Tuesday, 25 February 2014

Wagner - Siegfried

Richard Wagner - Siegfried

Teatro alla Scala, Milan - 2012

Daniel Barenboim, Guy Cassiers, Lance Ryan, Peter Bronder, Terje Stensvold, Johannes Martin Kränzle, Alexander Tsymbalyuk, Anna Larsson, Nina Stemme, Rinnat Moriah

Arthaus Musik - Blu-ray

Siegfried, the Second Day opera in La Scala's new Ring Cycle doesn't reveal any new angle on what has come before or expand on any identifiable concept, but even with variations in casting it remains consistent in look and feel and has the appropriate sense of the epic scale that is required for this part of Wagner's masterwork. It benefits however from another robust performance from the orchestra under the direction of Daniel Barenboim, from some good singing performances and even one or two exceptional ones. When it comes to a work as challenging as Siegfried, you can't really ask for much more than that.

What is important about the work itself is the consolidation of the mythology outlined in Das Rheingold and Die Walküre and the musical language of those works coalescing into the heroic qualities of the character of Siegfried himself. The earlier parts of the production achieved this as well as can be expected, both in terms of the stage production and the musical direction. Equal attention was given to the darker nature of the events unwittingly set into motion by the greed and ambition of both Wotan and Alberich, as well as to the more noble and heroic sentiments of the Wälsung offspring and Brünnhilde. This was particularly evident in how Barenboim's dynamic direction of Die Walküre spanned the epic proportions of the story with a premonitory eye on what lies ahead.

The challenge of Siegfried is that the same dynamic needs to be contained solely within one single character and, almost impossibly, taken to an heroic new level. There aren't too many singers capable of fulfilling those demands across the intense four hours of the opera, and Lance Ryan isn't perfect, but he at least remains undaunted by the challenge and comes through the experience here relatively well. That doesn't mean that there are not challenges elsewhere or that the other roles are any less important to the work and to the Ring as a whole, and fortunately those are very well supported in the Scala's production, most notably in the vital casting of Nina Stemme, who reprises her Brünnhilde here towards a powerful conclusion.

Guy Cassiers' direction and stage design is however is also a crucial supporting element that brings a sense of wholeness and consistency to this Ring cycle. The production design remains fairly abstract, with little sense that there's any deeper meaning behind the concept, but it has a fine dark and otherworldly mythological quality that suits the presentation. It may not be naturalistic, but it creates the right impression. Mime's workshop here in Act I for example is a network of mesh boxes and platforms with a jagged wall of swords on both sides, with a wall of screens behind displaying complex swirls and patterns that evoke a world in turmoil, not yet fully formed.

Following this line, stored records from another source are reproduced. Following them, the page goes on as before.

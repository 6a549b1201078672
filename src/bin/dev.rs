//! AGV Monitor Development Server
//!
//! Run with: cargo run --bin agv-monitor-dev
//!
//! Serves the dashboard on `localhost:3000` and proxies `/api` and `/ws` to
//! the backend on `localhost:8000`.
//!
//! # Configuration
//!
//! Environment variables:
//! - `AGV_WEB_DEV_PORT`: Port to listen on (default: 3000)
//! - `AGV_WEB_BACKEND`: Backend origin for every proxy rule
//! - `AGV_WEB_DIST_DIR`: Built front-end directory (default: web/dist)
//! - `RUST_LOG`: Log filter (default: agv_monitor_web=info)

use agv_monitor_web::{
    config::Config,
    dev::{self, DevState},
    logging, HostState, RouteTable,
};
use clap::Parser;
use std::path::PathBuf;
use std::sync::Arc;

#[derive(Parser)]
#[command(name = "agv-monitor-dev")]
#[command(version = env!("CARGO_PKG_VERSION"))]
#[command(about = "Development server for the AGV Monitor dashboard")]
struct Args {
    /// Config file (default: search standard locations)
    #[arg(short, long)]
    config: Option<PathBuf>,

    /// Port to listen on
    #[arg(short, long)]
    port: Option<u16>,

    /// Open the browser on start
    #[arg(long, overrides_with = "no_open")]
    open: bool,

    /// Do not open the browser
    #[arg(long, overrides_with = "open")]
    no_open: bool,

    /// Backend origin, e.g. http://192.168.1.20:8000
    #[arg(long)]
    backend: Option<String>,
}

#[tokio::main]
async fn main() -> anyhow::Result<()> {
    let args = Args::parse();

    let mut config = match &args.config {
        Some(path) => Config::load_with_env(path)?,
        None => Config::load_default(),
    };
    logging::init(&config.logging)?;

    if let Some(port) = args.port {
        config.dev.port = port;
    }
    if let Some(backend) = &args.backend {
        config.dev.retarget(backend);
    }
    if args.open {
        config.dev.open = true;
    }
    if args.no_open {
        config.dev.open = false;
    }

    tracing::info!("AGV Monitor dev server v{}", env!("CARGO_PKG_VERSION"));

    let table = RouteTable::canonical()?.with_base(&config.app.base)?;
    let host = HostState::new(Arc::new(table), &config.host.dist_dir, &config.app.mount_id);
    let state = DevState::new(host, &config.dev)?;

    dev::run(state, &config.dev).await?;
    Ok(())
}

The abstract simplicity of the staging is carried though to Act II and Act III, but less successfully. The trees in the forest in Act II are formed out of chains, which glisten impressively in the darkness and the moonlight. Fafner is a combination of projections - a seething mass of lava - and dancers. It's perhaps not the best way of staging this problematic scene, but it works relatively well, and at least returns the dying Fafner to his Giant form (well sung by Alexander Tsymbalyuk). Act III relies heavily on lights and projections, and does indeed create an impressive spectacle, but it's a fairly basic and static staging that gives Siegfried and Brünnhilde very little to work with. This is a failing throughout Cassiers' Ring cycle, with very little attention paid to the acting and stage direction and only Sidi Larbi Cherkaoui's dancers providing any sense of flow and movement.

Lance Ryan's Siegfried, as suggested earlier, is a little bit imprecise and strained in pitch, but he has stamina and enough character to fill the role in the absence of any real acting direction. On occasion, such as his fine soliloquy outside Fafner's cave, he's often good or at least good enough, which in itself is no small matter. Peter Bronder is a superb Mime; singing well and full of character he pretty much carries Act I. The third Wotan/Wanderer in this Ring Cycle, Terje Stensvold is also good, but it's a static performance that shows little personality or emotional engagement. Johannes Martin Kränzle reprises his excellent Alberich from Das Rheingold, injecting the Dwarf with the necessary darker edge here. What really raises this Siegfried however and is worth waiting for is Nina Stemme's Brünnhilde. In Cassiers' vacant but spectacular production, Lance Ryan alone could never carry the weight of the third Act, but with Barenboim directing the musical force and Nina Stemme's beautiful rich tone giving it real emotional meaning, it gets there in some style.

The specifications of the Arthaus Blu-ray remain very fine for this series of Ring operas. Despite the darkness of the stage and the complex nature of the lighting and projections, the image is clear and stable. The audio tracks too present the singing and orchestral performance well in the PCM stereo and the DTS HD-Master Audio 5.1 surround. Other than trailers for other works, there are no extra features on the disc. Subtitles are in German, English, French, Spanish, Italian and Korean. The disc is region-free.